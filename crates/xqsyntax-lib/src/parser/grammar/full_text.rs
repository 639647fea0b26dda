//! XQuery and XPath Full Text selections and match options.
//!
//! `FtSelection` is always produced. The boolean levels (`ftor`, `ftand`,
//! `not in`) follow the operator ladder: a node only appears when its
//! operator does.

use crate::parser::Parser;
use crate::parser::cst::SyntaxKind::{self, *};

impl Parser<'_> {
    pub(super) fn expect_ft_selection(&mut self) {
        if !self.parse_ft_selection() {
            self.error_expected("full-text selection");
        }
    }

    /// `FTOr FTPosFilter*`
    fn parse_ft_selection(&mut self) -> bool {
        if !self.enter_recursion() {
            return true;
        }
        let m = self.start();
        if !self.parse_ft_or() {
            m.drop(self);
            self.exit_recursion();
            return false;
        }
        while self.parse_ft_pos_filter() {}
        m.complete(self, FtSelection);
        self.exit_recursion();
        true
    }

    /// `FTAnd ("ftor" FTAnd)*`, and likewise for `ftand` and `not in`.
    fn parse_ft_boolean(
        &mut self,
        kind: SyntaxKind,
        operand: fn(&mut Self) -> bool,
        operator: &[&str],
    ) -> bool {
        let m = self.start();
        if !operand(self) {
            m.drop(self);
            return false;
        }
        let mut operators = 0;
        while self.at_ft_operator(operator) {
            for _ in operator {
                self.bump_keyword();
            }
            operators += 1;
            if !operand(self) {
                self.error_expected("full-text operand");
            }
        }
        if operators == 0 {
            m.drop(self);
        } else {
            m.complete(self, kind);
        }
        true
    }

    fn at_ft_operator(&mut self, operator: &[&str]) -> bool {
        operator
            .iter()
            .enumerate()
            .all(|(n, keyword)| self.nth_at_keyword(n, keyword))
    }

    fn parse_ft_or(&mut self) -> bool {
        self.parse_ft_boolean(FtOr, Self::parse_ft_and, &["ftor"])
    }

    fn parse_ft_and(&mut self) -> bool {
        self.parse_ft_boolean(FtAnd, Self::parse_ft_mild_not, &["ftand"])
    }

    fn parse_ft_mild_not(&mut self) -> bool {
        self.parse_ft_boolean(FtMildNot, Self::parse_ft_unary_not, &["not", "in"])
    }

    /// `"ftnot"? FTPrimaryWithOptions`
    fn parse_ft_unary_not(&mut self) -> bool {
        if !self.at_keyword("ftnot") {
            return self.parse_ft_primary_with_options();
        }
        let m = self.start();
        self.bump_keyword();
        if !self.parse_ft_primary_with_options() {
            self.error_expected("full-text operand");
        }
        m.complete(self, FtUnaryNot);
        true
    }

    /// `FTPrimary FTMatchOptions? FTWeight?`
    fn parse_ft_primary_with_options(&mut self) -> bool {
        let m = self.start();
        if !self.parse_ft_primary() {
            m.drop(self);
            return false;
        }
        let options = self.parse_ft_match_options();
        let weight = self.parse_ft_weight();
        if options || weight {
            m.complete(self, FtPrimaryWithOptions);
        } else {
            m.drop(self);
        }
        true
    }

    /// `(FTWords FTTimes?) | ("(" FTSelection ")") | FTExtensionSelection`
    fn parse_ft_primary(&mut self) -> bool {
        if self.at(ParenOpen) {
            self.bump();
            self.expect_ft_selection();
            self.expect(ParenClose, "`)`");
            return true;
        }
        if self.at(PragmaBegin) {
            let m = self.start();
            while self.at(PragmaBegin) {
                self.parse_pragma();
            }
            self.expect(BlockOpen, "`{`");
            self.parse_ft_selection();
            self.expect(BlockClose, "`}`");
            m.complete(self, FtExtensionSelection);
            return true;
        }
        if !(self.at_string_literal() || self.at(BlockOpen)) {
            return false;
        }

        let m = self.start();
        if !self.parse_string_literal(StringLiteral) {
            self.parse_enclosed_expr();
        }
        self.parse_ft_anyall_option();
        m.complete(self, FtWords);

        if self.at_keyword("occurs") {
            let t = self.start();
            self.bump_keyword();
            self.expect_ft_range(Self::parse_additive_expr);
            self.expect_keyword("times");
            t.complete(self, FtTimes);
        }
        true
    }

    /// `("any" "word"?) | ("all" "words"?) | "phrase"`
    fn parse_ft_anyall_option(&mut self) {
        let m = self.start();
        if self.eat_keyword("any") {
            self.eat_keyword("word");
        } else if self.eat_keyword("all") {
            self.eat_keyword("words");
        } else if !self.eat_keyword("phrase") {
            m.drop(self);
            return;
        }
        m.complete(self, FtAnyallOption);
    }

    /// `("exactly" N) | ("at" "least" N) | ("at" "most" N) | ("from" N "to" N)`
    fn expect_ft_range(&mut self, bound: fn(&mut Self) -> bool) {
        let m = self.start();
        if self.eat_keyword("exactly") {
            self.expect_range_bound(bound);
        } else if self.at_keyword("at")
            && (self.nth_at_keyword(1, "least") || self.nth_at_keyword(1, "most"))
        {
            self.bump_keyword();
            self.bump_keyword();
            self.expect_range_bound(bound);
        } else if self.eat_keyword("from") {
            self.expect_range_bound(bound);
            self.expect_keyword("to");
            self.expect_range_bound(bound);
        } else {
            m.drop(self);
            self.error_expected("`exactly`, `at least`, `at most` or `from`");
            return;
        }
        m.complete(self, FtRange);
    }

    fn expect_range_bound(&mut self, bound: fn(&mut Self) -> bool) {
        if !bound(self) {
            self.error_expected("range bound");
        }
    }

    fn parse_integer_bound(&mut self) -> bool {
        self.eat(IntegerLiteral)
    }

    fn parse_ft_pos_filter(&mut self) -> bool {
        if self.at_keyword("ordered") {
            let m = self.start();
            self.bump_keyword();
            m.complete(self, FtOrder);
            return true;
        }
        if self.at_keyword("window") {
            let m = self.start();
            self.bump_keyword();
            if !self.parse_additive_expr() {
                self.error_expected("window size");
            }
            self.expect_ft_unit(&["words", "sentences", "paragraphs"]);
            m.complete(self, FtWindow);
            return true;
        }
        if self.at_keyword("distance") {
            let m = self.start();
            self.bump_keyword();
            self.expect_ft_range(Self::parse_additive_expr);
            self.expect_ft_unit(&["words", "sentences", "paragraphs"]);
            m.complete(self, FtDistance);
            return true;
        }
        if self.at_keyword("same") || self.at_keyword("different") {
            let m = self.start();
            self.bump_keyword();
            self.expect_ft_unit(&["sentence", "paragraph"]);
            m.complete(self, FtScope);
            return true;
        }
        let at_boundary =
            self.at_keyword("at") && (self.nth_at_keyword(1, "start") || self.nth_at_keyword(1, "end"));
        if at_boundary || (self.at_keyword("entire") && self.nth_at_keyword(1, "content")) {
            let m = self.start();
            self.bump_keyword();
            self.bump_keyword();
            m.complete(self, FtContent);
            return true;
        }
        false
    }

    fn expect_ft_unit(&mut self, units: &[&str]) {
        if self.at_any_keyword(units) {
            self.bump_keyword();
        } else {
            self.error_expected("full-text unit");
        }
    }

    /// `"weight" "{" Expr "}"`
    fn parse_ft_weight(&mut self) -> bool {
        if !(self.at_keyword("weight") && self.nth(1) == BlockOpen) {
            return false;
        }
        let m = self.start();
        self.bump_keyword();
        self.parse_enclosed_expr();
        m.complete(self, FtWeight);
        true
    }

    /// `("using" FTMatchOption)+`
    pub(super) fn parse_ft_match_options(&mut self) -> bool {
        if !self.at_keyword("using") {
            return false;
        }
        let m = self.start();
        while self.eat_keyword("using") {
            if !self.parse_ft_match_option() {
                self.error_expected("match option");
            }
        }
        m.complete(self, FtMatchOptions);
        true
    }

    fn parse_ft_match_option(&mut self) -> bool {
        let m = self.start();
        let kind = if self.at_keyword("case") {
            self.bump_keyword();
            if self.at_any_keyword(&["insensitive", "sensitive"]) {
                self.bump_keyword();
            } else {
                self.error_expected("`sensitive` or `insensitive`");
            }
            FtCaseOption
        } else if self.at_any_keyword(&["lowercase", "uppercase"]) {
            self.bump_keyword();
            FtCaseOption
        } else if self.at_keyword("diacritics") {
            self.bump_keyword();
            if self.at_any_keyword(&["insensitive", "sensitive"]) {
                self.bump_keyword();
            } else {
                self.error_expected("`sensitive` or `insensitive`");
            }
            FtDiacriticsOption
        } else if self.at_keyword("stemming") || (self.at_keyword("no") && self.nth_at_keyword(1, "stemming")) {
            self.eat_keyword("no");
            self.bump_keyword();
            FtStemOption
        } else if self.at_keyword("language") {
            self.bump_keyword();
            self.expect_string_literal();
            FtLanguageOption
        } else if self.at_keyword("wildcards") || (self.at_keyword("no") && self.nth_at_keyword(1, "wildcards")) {
            self.eat_keyword("no");
            self.bump_keyword();
            FtWildCardOption
        } else if self.at_keyword("thesaurus") || (self.at_keyword("no") && self.nth_at_keyword(1, "thesaurus")) {
            self.parse_ft_thesaurus_option();
            FtThesaurusOption
        } else if self.at_keyword("stop") || (self.at_keyword("no") && self.nth_at_keyword(1, "stop")) {
            self.parse_ft_stop_word_option();
            FtStopWordOption
        } else if self.at_keyword("option") {
            self.bump_keyword();
            self.expect_eqname(QName, "option name");
            self.expect_string_literal();
            FtExtensionOption
        } else {
            m.drop(self);
            return false;
        };
        m.complete(self, kind);
        true
    }

    /// `"thesaurus" (ThesaurusID | "default")`,
    /// `"thesaurus" "(" (ThesaurusID | "default") ("," ThesaurusID)* ")"` or
    /// `"no" "thesaurus"`
    fn parse_ft_thesaurus_option(&mut self) {
        if self.eat_keyword("no") {
            self.bump_keyword();
            return;
        }
        self.bump_keyword();
        if self.eat(ParenOpen) {
            loop {
                if !self.eat_keyword("default") {
                    self.expect_ft_thesaurus_id();
                }
                if !self.eat(Comma) {
                    break;
                }
            }
            self.expect(ParenClose, "`)`");
        } else if !self.eat_keyword("default") {
            self.expect_ft_thesaurus_id();
        }
    }

    /// `"at" URILiteral ("relationship" StringLiteral)? (FTLiteralRange "levels")?`
    fn expect_ft_thesaurus_id(&mut self) {
        if !self.at_keyword("at") {
            self.error_expected("`at`");
            return;
        }
        let m = self.start();
        self.bump_keyword();
        self.expect_uri_literal();
        if self.eat_keyword("relationship") {
            self.expect_string_literal();
        }
        if self.at_any_keyword(&["exactly", "at", "from"]) {
            self.expect_ft_range(Self::parse_integer_bound);
            self.expect_keyword("levels");
        }
        m.complete(self, FtThesaurusId);
    }

    /// `"stop" "words" (StopWords | "default") (("union" | "except") StopWords)*`
    /// or `"no" "stop" "words"`
    fn parse_ft_stop_word_option(&mut self) {
        if self.eat_keyword("no") {
            self.bump_keyword();
            self.expect_keyword("words");
            return;
        }
        self.bump_keyword();
        self.expect_keyword("words");
        if !self.eat_keyword("default") {
            self.expect_ft_stop_words();
        }
        while self.at_any_keyword(&["union", "except"]) {
            self.bump_keyword();
            self.expect_ft_stop_words();
        }
    }

    /// `("at" URILiteral) | ("(" StringLiteral ("," StringLiteral)* ")")`
    fn expect_ft_stop_words(&mut self) {
        if self.eat_keyword("at") {
            self.expect_uri_literal();
        } else if self.eat(ParenOpen) {
            loop {
                self.expect_string_literal();
                if !self.eat(Comma) {
                    break;
                }
            }
            self.expect(ParenClose, "`)`");
        } else {
            self.error_expected("stop words");
        }
    }

    /// `"without" "content" UnionExpr`
    pub(super) fn parse_ft_ignore_option(&mut self) -> bool {
        if !(self.at_keyword("without") && self.nth_at_keyword(1, "content")) {
            return false;
        }
        let m = self.start();
        self.bump_keyword();
        self.bump_keyword();
        if !self.parse_union_expr() {
            self.error_expected("UnionExpr");
        }
        m.complete(self, FtIgnoreOption);
        true
    }
}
☆ ☆ ☆ ☆
◆ EXERCISE DESCRIPTION
Repeat exactly the lines of the material above, taking the first line, the line with "is always produced.", and every line between them.

◆ WRITTEN RESPONSE
filename crates/xqsyntax-lib/src/parser/grammar/full_text.rs
repository 639647fea0b26dda
//! XQuery and XPath Full Text selections and match options.
//!
//! `FtSelection` is always produced. The boolean levels (`ftor`, `ftand`,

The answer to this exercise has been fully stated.